Im Zentrum der Weltanschauung der »Konservativen Revolution« wie der »Neuen Rechten« steht das völkische Denken. In diesem wird ein stärker kulturalistisch ausgerichtetes, bisweilen aber auch nach wie vor offen rassistisches Denken proklamiert, das auf einem identitätspolitischen Konzept basiert, das die Welt in homogene Ethnokollektive aufteilt, die man dann Völker oder Volksgruppen nennt. In diesem völkischen Weltbild gibt es das »Eigene« und das »Fremde«, wobei diese Unterscheidung die Grundlage auch und gerade für Rassismus darstellt. Die völkischen Ideologen sind aber angetreten im Kampf gegen die Aufklärung, gegen das Versprechen auf Freiheit und Gleichheit, gegen den Universalismus. Im neu-rechten Weltbild wird dabei die ethnopolitische Weltsicht, die aufgeteilt wird in das »Eigene« und das »Fremde«, noch durch ein drittes Element ergänzt – nämlich durch das, welches dieses Denken in völkischen Setzkästen grundsätzlich durchkreuzt: das »Andere«, das Prinzip, das universalistisch und kosmopolitisch ihre kollektiven Homogenitätsschwärmereien und das Denken in Ethnokollektiven als solches komplett in Frage stellt. Dieses »Andere« ist im völkischen Weltbild seit jeher assoziiert mit dem Judentum – der Dreh- und Angelpunkt der völkischen Projektionen ist der Antisemitismus. Das völkische Denken der »Neuen Rechten« ist insofern ohne Antisemitismus nicht vorstellbar. Auch wenn er pro forma oft geleugnet wird, findet er sich in zentralen Schriften von Anfang an und bis heute.

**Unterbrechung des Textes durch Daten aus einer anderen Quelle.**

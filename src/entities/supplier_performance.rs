use async_trait::async_trait;
use chrono::{DateTime, Utc};
use sea_orm::entity::prelude::*;
use sea_orm::Set;
use serde::{Deserialize, Serialize};

/// Monthly supplier scorecard. One row per supplier per `period`
/// (`YYYY-MM`), enforced by a unique index.
#[derive(Clone, Debug, PartialEq, Eq, DeriveEntityModel, Serialize, Deserialize)]
#[sea_orm(table_name = "supplier_performance")]
pub struct Model {
    #[sea_orm(primary_key, auto_increment = false)]
    pub id: Uuid,
    pub supplier_id: Uuid,
    pub period: String,
    pub on_time_delivery_rate: Option<Decimal>,
    pub quality_score: Option<Decimal>,
    pub responsiveness_score: Option<Decimal>,
    pub overall_score: Option<Decimal>,
    pub notes: Option<String>,
    pub created_at: DateTime<Utc>,
}

#[derive(Copy, Clone, Debug, EnumIter, DeriveRelation)]
pub enum Relation {
    #[sea_orm(
        belongs_to = "super::supplier::Entity",
        from = "Column::SupplierId",
        to = "super::supplier::Column::Id"
    )]
    Supplier,
}

impl Related<super::supplier::Entity> for Entity {
    fn to() -> RelationDef {
        Relation::Supplier.def()
    }
}

#[async_trait]
impl ActiveModelBehavior for ActiveModel {
    async fn before_save<C>(mut self, _db: &C, insert: bool) -> Result<Self, DbErr>
    where
        C: ConnectionTrait,
    {
        if insert {
            if self.id.is_not_set() {
                self.id = Set(Uuid::new_v4());
            }
            if self.created_at.is_not_set() {
                self.created_at = Set(Utc::now());
            }
        }
        Ok(self)
    }
}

Von Seiten der gewählten VertreterInnen der »JAfD« wurde vor allem der »Zentralrat der Juden« verbal sehr stark angegangen. Der stellvertretende Vorsitzende der »JAfD«, Wolfgang Fuhl, ehemals im Direktorium des Zentralrats, sprach bei der Gründungsveranstaltung davon, »180 Grad konträr zur Position des Zentralrats« zu stehen. Wie bewerten Sie diese Aussage und welche politischen Hintergründe finden sich im Kreis der 19 Jüdinnen und Juden, die der »JAfD« beigetreten sind?

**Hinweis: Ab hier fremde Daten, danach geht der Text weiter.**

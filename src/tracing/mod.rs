use std::cell::RefCell;
use std::fmt;
use std::future::Future;

use axum::http::Request;
use tower_http::classify::StatusInRangeAsFailures;
use tower_http::trace::{
    DefaultOnBodyChunk, DefaultOnEos, DefaultOnFailure, DefaultOnRequest, DefaultOnResponse,
    MakeSpan, TraceLayer,
};
use uuid::Uuid;

// Re-export tracing macros for use in lib.rs
pub use tracing::{debug, error, info, trace, warn};

/// Identifier attached to every request, either taken from the incoming
/// `x-request-id` header or generated fresh.
#[derive(Clone, Debug)]
pub struct RequestId(pub String);

impl Default for RequestId {
    fn default() -> Self {
        RequestId(Uuid::new_v4().to_string())
    }
}

impl RequestId {
    pub fn new(value: impl Into<String>) -> Self {
        RequestId(value.into())
    }

    pub fn as_str(&self) -> &str {
        &self.0
    }
}

impl fmt::Display for RequestId {
    fn fmt(&self, f: &mut fmt::Formatter<'_>) -> fmt::Result {
        write!(f, "{}", self.0)
    }
}

tokio::task_local! {
    static CURRENT_REQUEST_ID: RefCell<Option<RequestId>>;
}

pub async fn scope_request_id<Fut, R>(request_id: RequestId, future: Fut) -> R
where
    Fut: Future<Output = R>,
{
    CURRENT_REQUEST_ID
        .scope(RefCell::new(Some(request_id)), future)
        .await
}

pub fn current_request_id() -> Option<RequestId> {
    CURRENT_REQUEST_ID
        .try_with(|cell| cell.borrow().clone())
        .ok()
        .flatten()
}

#[derive(Clone, Default)]
pub struct RequestSpanMaker;

impl<B> MakeSpan<B> for RequestSpanMaker {
    fn make_span(&mut self, request: &Request<B>) -> tracing::Span {
        let method = request.method().clone();
        let uri = request.uri().clone();
        let request_id = request
            .extensions()
            .get::<RequestId>()
            .cloned()
            .or_else(|| {
                request
                    .headers()
                    .get("x-request-id")
                    .and_then(|v| v.to_str().ok())
                    .map(RequestId::new)
            })
            .unwrap_or_default();

        tracing::info_span!(
            "http.request",
            request_id = %request_id.as_str(),
            method = %method,
            uri = %uri,
        )
    }
}

/// Configure tracing for the application with tower-http
pub fn configure_http_tracing() -> TraceLayer<
    tower_http::classify::SharedClassifier<StatusInRangeAsFailures>,
    RequestSpanMaker,
    DefaultOnRequest,
    DefaultOnResponse,
    DefaultOnBodyChunk,
    DefaultOnEos,
    DefaultOnFailure,
> {
    let classifier =
        tower_http::classify::SharedClassifier::new(StatusInRangeAsFailures::new(500..=599));
    TraceLayer::new(classifier)
        .make_span_with(RequestSpanMaker)
        .on_request(DefaultOnRequest::default())
        .on_response(DefaultOnResponse::default())
        .on_body_chunk(DefaultOnBodyChunk::default())
        .on_eos(DefaultOnEos::default())
        .on_failure(DefaultOnFailure::default())
}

Wir können es ja mal im Klartext übersetzen: Der »Zentralrat der Juden« steht beispielsweise für einen konsequenten Kampf gegen Antisemitismus und für eine Stärkung des jüdischen Lebens in Deutschland, das sind seit Jahrzehnten zentrale Positionen. Wenn man sich gegen solche Positionen aufstellt, hat man objektiv schon sehr deutlich formuliert, wo man faktisch steht – und damit, sicher ohne dass es die VertreterInnen der JAfD auf einer intellektuellen Ebene überhaupt selbst begriffen haben – auch auf einer ganz anderen Ebene kenntlich gemacht, dass man sich gegen die Interessen der Jüdinnen und Juden in Deutschland wendet.

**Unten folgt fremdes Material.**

use async_trait::async_trait;
use chrono::{DateTime, Utc};
use sea_orm::entity::prelude::*;
use sea_orm::Set;
use serde::{Deserialize, Serialize};

/// Customs clearance record for a shipment. `cleared_date` is stamped
/// once when the entry first reaches the Cleared status.
#[derive(Clone, Debug, PartialEq, Eq, DeriveEntityModel, Serialize, Deserialize)]
#[sea_orm(table_name = "customs_entries")]
pub struct Model {
    #[sea_orm(primary_key, auto_increment = false)]
    pub id: Uuid,
    pub shipment_id: Uuid,
    pub entry_number: Option<String>,
    pub status: String,
    pub broker: Option<String>,
    pub submitted_date: Option<DateTime<Utc>>,
    pub cleared_date: Option<DateTime<Utc>>,
    pub duty_amount: Option<Decimal>,
    pub notes: Option<String>,
    pub created_at: DateTime<Utc>,
    pub updated_at: DateTime<Utc>,
}

#[derive(Copy, Clone, Debug, EnumIter, DeriveRelation)]
pub enum Relation {
    #[sea_orm(
        belongs_to = "super::shipment::Entity",
        from = "Column::ShipmentId",
        to = "super::shipment::Column::Id"
    )]
    Shipment,
}

impl Related<super::shipment::Entity> for Entity {
    fn to() -> RelationDef {
        Relation::Shipment.def()
    }
}

#[async_trait]
impl ActiveModelBehavior for ActiveModel {
    async fn before_save<C>(mut self, _db: &C, insert: bool) -> Result<Self, DbErr>
    where
        C: ConnectionTrait,
    {
        let now = Utc::now();
        if insert {
            if self.id.is_not_set() {
                self.id = Set(Uuid::new_v4());
            }
            if self.created_at.is_not_set() {
                self.created_at = Set(now);
            }
        }
        self.updated_at = Set(now);
        Ok(self)
    }
}
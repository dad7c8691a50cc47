pub use sea_orm_migration::prelude::*;

mod m20240101_000001_create_users_table;
mod m20240101_000002_create_projects_table;
mod m20240101_000003_create_suppliers_table;
mod m20240101_000004_create_orders_table;
mod m20240101_000005_create_shipments_table;
mod m20240101_000006_create_shipment_status_history_table;
mod m20240101_000007_create_documents_table;
mod m20240101_000008_create_notifications_table;
mod m20240101_000009_create_audit_logs_table;
mod m20240101_000010_create_supplier_performance_table;
mod m20240101_000011_create_customs_entries_table;
mod m20240101_000012_create_cost_breakdowns_table;
mod m20240101_000013_create_system_settings_table;
mod m20240315_000014_add_tracking_indexes;

pub struct Migrator;

#[async_trait::async_trait]
impl MigratorTrait for Migrator {
    fn migrations() -> Vec<Box<dyn MigrationTrait>> {
        vec![
            Box::new(m20240101_000001_create_users_table::Migration),
            Box::new(m20240101_000002_create_projects_table::Migration),
            Box::new(m20240101_000003_create_suppliers_table::Migration),
            Box::new(m20240101_000004_create_orders_table::Migration),
            Box::new(m20240101_000005_create_shipments_table::Migration),
            Box::new(m20240101_000006_create_shipment_status_history_table::Migration),
            Box::new(m20240101_000007_create_documents_table::Migration),
            Box::new(m20240101_000008_create_notifications_table::Migration),
            Box::new(m20240101_000009_create_audit_logs_table::Migration),
            Box::new(m20240101_000010_create_supplier_performance_table::Migration),
            Box::new(m20240101_000011_create_customs_entries_table::Migration),
            Box::new(m20240101_000012_create_cost_breakdowns_table::Migration),
            Box::new(m20240101_000013_create_system_settings_table::Migration),
            Box::new(m20240315_000014_add_tracking_indexes::Migration),
        ]
    }
}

Meron Medel, Direktor der Bildungsstätte Anne Frank in Frankfurt, hat in Bezug auf die »JAfD« von einem »Randphänomen« gesprochen und Kritik an der medialen Beachtung geübt, welche die AfD dadurch bundesweit erfahren hat. Es häufen sich in jüngster Zeit Stimmen, die fordern, nicht auf jede Provokation der AfD zu reagieren, weil man der AfD dadurch einen Resonanzraum biete, auf den sie bewusst abzielt. Hätte man die doch sehr überschaubare Gruppierung vielleicht weniger stark medial begleiten sollen?
Ich glaube, man täte gut daran, die JAfD zu ignorieren, sie ist eine Splittergruppe ohne Rückhalt bei den Jüdinnen und Juden in Deutschland und ein Feigenblatt, mit dem die AfD ihre eigenen antisemitischen Positionen kaschieren will.
Vielen Dank für das Gespräch!
Von Samuel Salzborn erschien 2018 das Buch »Globaler Antisemitismus. Eine Spurensuche in den Abgründen der Moderne«. Mit einem Vorwort von Josef Schuster bei Beltz Juventa.